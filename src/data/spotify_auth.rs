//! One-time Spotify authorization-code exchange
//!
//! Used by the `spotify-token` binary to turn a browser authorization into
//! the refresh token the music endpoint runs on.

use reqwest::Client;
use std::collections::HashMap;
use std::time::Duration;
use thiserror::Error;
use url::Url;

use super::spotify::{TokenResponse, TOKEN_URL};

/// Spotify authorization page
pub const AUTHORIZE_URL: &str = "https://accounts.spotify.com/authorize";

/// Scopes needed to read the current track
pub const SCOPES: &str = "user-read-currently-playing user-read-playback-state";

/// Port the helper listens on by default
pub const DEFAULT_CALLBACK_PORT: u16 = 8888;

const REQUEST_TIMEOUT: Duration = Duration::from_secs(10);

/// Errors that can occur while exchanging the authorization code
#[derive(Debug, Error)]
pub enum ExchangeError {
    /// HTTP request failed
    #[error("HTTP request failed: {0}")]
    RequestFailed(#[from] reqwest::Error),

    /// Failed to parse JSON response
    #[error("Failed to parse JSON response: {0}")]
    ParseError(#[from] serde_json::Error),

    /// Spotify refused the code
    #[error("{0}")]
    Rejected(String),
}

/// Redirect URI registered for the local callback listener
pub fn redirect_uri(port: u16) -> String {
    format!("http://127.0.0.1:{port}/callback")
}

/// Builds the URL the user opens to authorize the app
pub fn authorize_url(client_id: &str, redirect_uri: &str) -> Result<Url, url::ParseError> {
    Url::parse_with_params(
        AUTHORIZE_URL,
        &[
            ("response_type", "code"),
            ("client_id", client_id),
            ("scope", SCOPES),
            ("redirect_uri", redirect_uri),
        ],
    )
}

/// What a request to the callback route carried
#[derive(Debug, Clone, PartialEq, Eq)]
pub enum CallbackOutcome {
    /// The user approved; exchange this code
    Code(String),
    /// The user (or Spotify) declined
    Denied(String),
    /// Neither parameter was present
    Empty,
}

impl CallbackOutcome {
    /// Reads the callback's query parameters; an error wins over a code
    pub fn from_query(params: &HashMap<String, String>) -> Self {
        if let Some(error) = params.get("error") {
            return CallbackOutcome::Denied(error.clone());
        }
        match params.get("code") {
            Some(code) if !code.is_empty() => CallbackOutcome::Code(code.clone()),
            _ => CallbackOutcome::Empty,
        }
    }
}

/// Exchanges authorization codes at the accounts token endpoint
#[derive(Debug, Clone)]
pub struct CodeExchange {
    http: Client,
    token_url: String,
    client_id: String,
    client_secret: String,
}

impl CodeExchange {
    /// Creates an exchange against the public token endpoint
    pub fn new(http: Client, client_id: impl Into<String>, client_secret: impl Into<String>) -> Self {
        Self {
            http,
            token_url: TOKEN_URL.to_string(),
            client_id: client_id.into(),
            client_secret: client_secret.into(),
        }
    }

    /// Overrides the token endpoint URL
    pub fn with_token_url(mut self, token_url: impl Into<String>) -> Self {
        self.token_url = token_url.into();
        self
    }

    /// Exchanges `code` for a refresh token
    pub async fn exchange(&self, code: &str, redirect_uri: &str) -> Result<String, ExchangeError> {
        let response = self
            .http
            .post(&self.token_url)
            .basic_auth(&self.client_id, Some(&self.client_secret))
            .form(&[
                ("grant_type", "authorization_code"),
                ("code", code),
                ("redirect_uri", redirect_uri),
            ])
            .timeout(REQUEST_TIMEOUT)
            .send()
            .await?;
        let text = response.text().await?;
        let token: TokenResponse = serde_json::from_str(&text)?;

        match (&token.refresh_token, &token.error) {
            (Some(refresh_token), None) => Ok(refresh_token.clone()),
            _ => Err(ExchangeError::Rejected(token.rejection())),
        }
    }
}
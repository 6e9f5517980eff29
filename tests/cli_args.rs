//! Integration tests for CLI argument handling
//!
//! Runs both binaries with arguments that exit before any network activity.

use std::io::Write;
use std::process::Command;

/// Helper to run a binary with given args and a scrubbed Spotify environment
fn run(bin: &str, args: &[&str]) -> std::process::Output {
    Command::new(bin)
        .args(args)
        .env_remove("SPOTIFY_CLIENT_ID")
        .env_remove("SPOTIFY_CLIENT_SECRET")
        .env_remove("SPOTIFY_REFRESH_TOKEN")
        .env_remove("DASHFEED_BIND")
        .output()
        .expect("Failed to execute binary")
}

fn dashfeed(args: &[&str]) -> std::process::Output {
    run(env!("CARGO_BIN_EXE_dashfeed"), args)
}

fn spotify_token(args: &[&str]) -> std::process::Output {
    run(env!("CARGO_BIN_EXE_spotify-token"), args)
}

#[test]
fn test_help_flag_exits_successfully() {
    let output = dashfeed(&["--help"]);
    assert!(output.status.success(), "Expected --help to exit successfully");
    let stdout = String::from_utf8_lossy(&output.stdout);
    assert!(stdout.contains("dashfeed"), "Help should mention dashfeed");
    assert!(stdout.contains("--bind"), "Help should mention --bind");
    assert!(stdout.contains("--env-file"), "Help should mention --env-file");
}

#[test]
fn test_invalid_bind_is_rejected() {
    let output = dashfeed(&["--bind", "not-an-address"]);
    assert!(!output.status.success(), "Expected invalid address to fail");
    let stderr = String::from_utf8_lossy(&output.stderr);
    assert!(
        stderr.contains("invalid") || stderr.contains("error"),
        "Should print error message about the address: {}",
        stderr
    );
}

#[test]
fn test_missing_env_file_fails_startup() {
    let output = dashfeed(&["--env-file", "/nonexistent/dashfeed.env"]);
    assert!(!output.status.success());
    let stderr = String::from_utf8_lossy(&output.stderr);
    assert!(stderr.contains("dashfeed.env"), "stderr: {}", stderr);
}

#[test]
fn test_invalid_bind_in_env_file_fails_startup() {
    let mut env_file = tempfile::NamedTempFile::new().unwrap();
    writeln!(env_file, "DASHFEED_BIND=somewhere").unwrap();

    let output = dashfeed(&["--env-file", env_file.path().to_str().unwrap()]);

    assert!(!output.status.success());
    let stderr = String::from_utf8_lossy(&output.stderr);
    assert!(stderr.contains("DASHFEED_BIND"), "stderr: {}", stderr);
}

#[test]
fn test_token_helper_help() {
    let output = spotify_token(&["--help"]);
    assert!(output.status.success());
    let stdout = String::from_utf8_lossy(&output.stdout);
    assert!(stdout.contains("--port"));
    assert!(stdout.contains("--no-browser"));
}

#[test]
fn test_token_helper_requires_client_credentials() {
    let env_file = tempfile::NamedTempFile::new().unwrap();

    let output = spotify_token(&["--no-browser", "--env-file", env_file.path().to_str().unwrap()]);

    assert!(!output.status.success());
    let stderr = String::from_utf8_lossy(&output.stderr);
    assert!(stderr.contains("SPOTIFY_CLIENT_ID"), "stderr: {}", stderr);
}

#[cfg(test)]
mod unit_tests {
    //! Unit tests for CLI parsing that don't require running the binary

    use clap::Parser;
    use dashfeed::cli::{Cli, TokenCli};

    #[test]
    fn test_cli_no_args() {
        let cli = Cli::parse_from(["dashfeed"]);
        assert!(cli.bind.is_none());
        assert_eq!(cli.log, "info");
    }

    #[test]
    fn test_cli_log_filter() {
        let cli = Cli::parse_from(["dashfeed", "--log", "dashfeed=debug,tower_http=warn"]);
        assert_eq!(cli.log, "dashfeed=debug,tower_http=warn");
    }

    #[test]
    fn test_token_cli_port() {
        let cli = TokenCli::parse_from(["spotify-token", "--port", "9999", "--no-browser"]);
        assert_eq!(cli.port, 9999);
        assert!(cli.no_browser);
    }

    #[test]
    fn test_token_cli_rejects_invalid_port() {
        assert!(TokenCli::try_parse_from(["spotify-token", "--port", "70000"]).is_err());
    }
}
· · · ·
Using the exact wording, write out all of the records.

filename src/data/spotify_auth.rs
//! One-time Spotify authorization-code exchange
//!
//! Used by the `spotify-token` binary to turn a browser authorization into
//! the refresh token the music endpoint runs on.

use reqwest::Client;
use std::collections::HashMap;
use std::time::Duration;
use thiserror::Error;
use url::Url;

use super::spotify::{TokenResponse, TOKEN_URL};

/// Spotify authorization page
pub const AUTHORIZE_URL: &str = "https://accounts.spotify.com/authorize";

/// Scopes needed to read the current track
pub const SCOPES: &str = "user-read-currently-playing user-read-playback-state";

/// Port the helper listens on by default
pub const DEFAULT_CALLBACK_PORT: u16 = 8888;

const REQUEST_TIMEOUT: Duration = Duration::from_secs(10);

/// Errors that can occur while exchanging the authorization code
#[derive(Debug, Error)]
pub enum ExchangeError {
    /// HTTP request failed
    #[error("HTTP request failed: {0}")]
    RequestFailed(#[from] reqwest::Error),

    /// Failed to parse JSON response
    #[error("Failed to parse JSON response: {0}")]
    ParseError(#[from] serde_json::Error),

    /// Spotify refused the code
    #[error("{0}")]
    Rejected(String),
}

/// Redirect URI registered for the local callback listener
pub fn redirect_uri(port: u16) -> String {
    format!("http://127.0.0.1:{port}/callback")
}

/// Builds the URL the user opens to authorize the app
pub fn authorize_url(client_id: &str, redirect_uri: &str) -> Result<Url, url::ParseError> {
    Url::parse_with_params(
        AUTHORIZE_URL,
        &[
            ("response_type", "code"),
            ("client_id", client_id),
            ("scope", SCOPES),
            ("redirect_uri", redirect_uri),
        ],
    )
}

/// What a request to the callback route carried
#[derive(Debug, Clone, PartialEq, Eq)]
pub enum CallbackOutcome {
    /// The user approved; exchange this code
    Code(String),
    /// The user (or Spotify) declined
    Denied(String),
    /// Neither parameter was present
    Empty,
}

impl CallbackOutcome {
    /// Reads the callback's query parameters; an error wins over a code
    pub fn from_query(params: &HashMap<String, String>) -> Self {
        if let Some(error) = params.get("error") {
            return CallbackOutcome::Denied(error.clone());
        }
        match params.get("code") {
            Some(code) if !code.is_empty() => CallbackOutcome::Code(code.clone()),
            _ => CallbackOutcome::Empty,
        }
    }
}

/// Exchanges authorization codes at the accounts token endpoint
#[derive(Debug, Clone)]
pub struct CodeExchange {
    http: Client,
    token_url: String,
    client_id: String,
    client_secret: String,
}

impl CodeExchange {
    /// Creates an exchange against the public token endpoint
    pub fn new(http: Client, client_id: impl Into<String>, client_secret: impl Into<String>) -> Self {
        Self {
            http,
            token_url: TOKEN_URL.to_string(),
            client_id: client_id.into(),
            client_secret: client_secret.into(),
        }
    }

    /// Overrides the token endpoint URL
    pub fn with_token_url(mut self, token_url: impl Into<String>) -> Self {
        self.token_url = token_url.into();
        self
    }

    /// Exchanges `code` for a refresh token
    pub async fn exchange(&self, code: &str, redirect_uri: &str) -> Result<String, ExchangeError> {
        let response = self
            .http
            .post(&self.token_url)
            .basic_auth(&self.client_id, Some(&self.client_secret))
            .form(&[
                ("grant_type", "authorization_code"),
                ("code", code),
                ("redirect_uri", redirect_uri),
            ])
            .timeout(REQUEST_TIMEOUT)
            .send()
            .await?;
        let text = response.text().await?;
        let token: TokenResponse = serde_json::from_str(&text)?;

        match (&token.refresh_token, &token.error) {
            (Some(refresh_token), None) => Ok(refresh_token.clone()),
            _ => Err(ExchangeError::Rejected(token.rejection())),
        }
    }
}
repository 6e9f5517980eff29
filename tests/cli_args.rs
//! Integration tests for CLI argument handling
//!
//! Runs both binaries with arguments that exit before any network activity.

use std::io::Write;
use std::process::Command;

/// Helper to run a binary with given args and a scrubbed Spotify environment
fn run(bin: &str, args: &[&str]) -> std::process::Output {
    Command::new(bin)
        .args(args)
        .env_remove("SPOTIFY_CLIENT_ID")
        .env_remove("SPOTIFY_CLIENT_SECRET")
        .env_remove("SPOTIFY_REFRESH_TOKEN")
        .env_remove("DASHFEED_BIND")
        .output()
        .expect("Failed to execute binary")
}

fn dashfeed(args: &[&str]) -> std::process::Output {
    run(env!("CARGO_BIN_EXE_dashfeed"), args)
}

fn spotify_token(args: &[&str]) -> std::process::Output {
    run(env!("CARGO_BIN_EXE_spotify-token"), args)
}

#[test]
fn test_help_flag_exits_successfully() {
    let output = dashfeed(&["--help"]);
    assert!(output.status.success(), "Expected --help to exit successfully");
    let stdout = String::from_utf8_lossy(&output.stdout);
    assert!(stdout.contains("dashfeed"), "Help should mention dashfeed");
    assert!(stdout.contains("--bind"), "Help should mention --bind");
    assert!(stdout.contains("--env-file"), "Help should mention --env-file");
}

#[test]
fn test_invalid_bind_is_rejected() {
    let output = dashfeed(&["--bind", "not-an-address"]);
    assert!(!output.status.success(), "Expected invalid address to fail");
    let stderr = String::from_utf8_lossy(&output.stderr);
    assert!(
        stderr.contains("invalid") || stderr.contains("error"),
        "Should print error message about the address: {}",
        stderr
    );
}

#[test]
fn test_missing_env_file_fails_startup() {
    let output = dashfeed(&["--env-file", "/nonexistent/dashfeed.env"]);
    assert!(!output.status.success());
    let stderr = String::from_utf8_lossy(&output.stderr);
    assert!(stderr.contains("dashfeed.env"), "stderr: {}", stderr);
}

#[test]
fn test_invalid_bind_in_env_file_fails_startup() {
    let mut env_file = tempfile::NamedTempFile::new().unwrap();
    writeln!(env_file, "DASHFEED_BIND=somewhere").unwrap();

    let output = dashfeed(&["--env-file", env_file.path().to_str().unwrap()]);

    assert!(!output.status.success());
    let stderr = String::from_utf8_lossy(&output.stderr);
    assert!(stderr.contains("DASHFEED_BIND"), "stderr: {}", stderr);
}

#[test]
fn test_token_helper_help() {
    let output = spotify_token(&["--help"]);
    assert!(output.status.success());
    let stdout = String::from_utf8_lossy(&output.stdout);
    assert!(stdout.contains("--port"));
    assert!(stdout.contains("--no-browser"));
}

#[test]
fn test_token_helper_requires_client_credentials() {
    let env_file = tempfile::NamedTempFile::new().unwrap();

    let output = spotify_token(&["--no-browser", "--env-file", env_file.path().to_str().unwrap()]);

    assert!(!output.status.success());
    let stderr = String::from_utf8_lossy(&output.stderr);
    assert!(stderr.contains("SPOTIFY_CLIENT_ID"), "stderr: {}", stderr);
}

#[cfg(test)]
mod unit_tests {
    //! Unit tests for CLI parsing that don't require running the binary

    use clap::Parser;
    use dashfeed::cli::{Cli, TokenCli};

    #[test]
    fn test_cli_no_args() {
        let cli = Cli::parse_from(["dashfeed"]);
        assert!(cli.bind.is_none());
        assert_eq!(cli.log, "info");
    }

    #[test]
    fn test_cli_log_filter() {
        let cli = Cli::parse_from(["dashfeed", "--log", "dashfeed=debug,tower_http=warn"]);
        assert_eq!(cli.log, "dashfeed=debug,tower_http=warn");
    }

    #[test]
    fn test_token_cli_port() {
        let cli = TokenCli::parse_from(["spotify-token", "--port", "9999", "--no-browser"]);
        assert_eq!(cli.port, 9999);
        assert!(cli.no_browser);
    }

    #[test]
    fn test_token_cli_rejects_invalid_port() {
        assert!(TokenCli::try_parse_from(["spotify-token", "--port", "70000"]).is_err());
    }
}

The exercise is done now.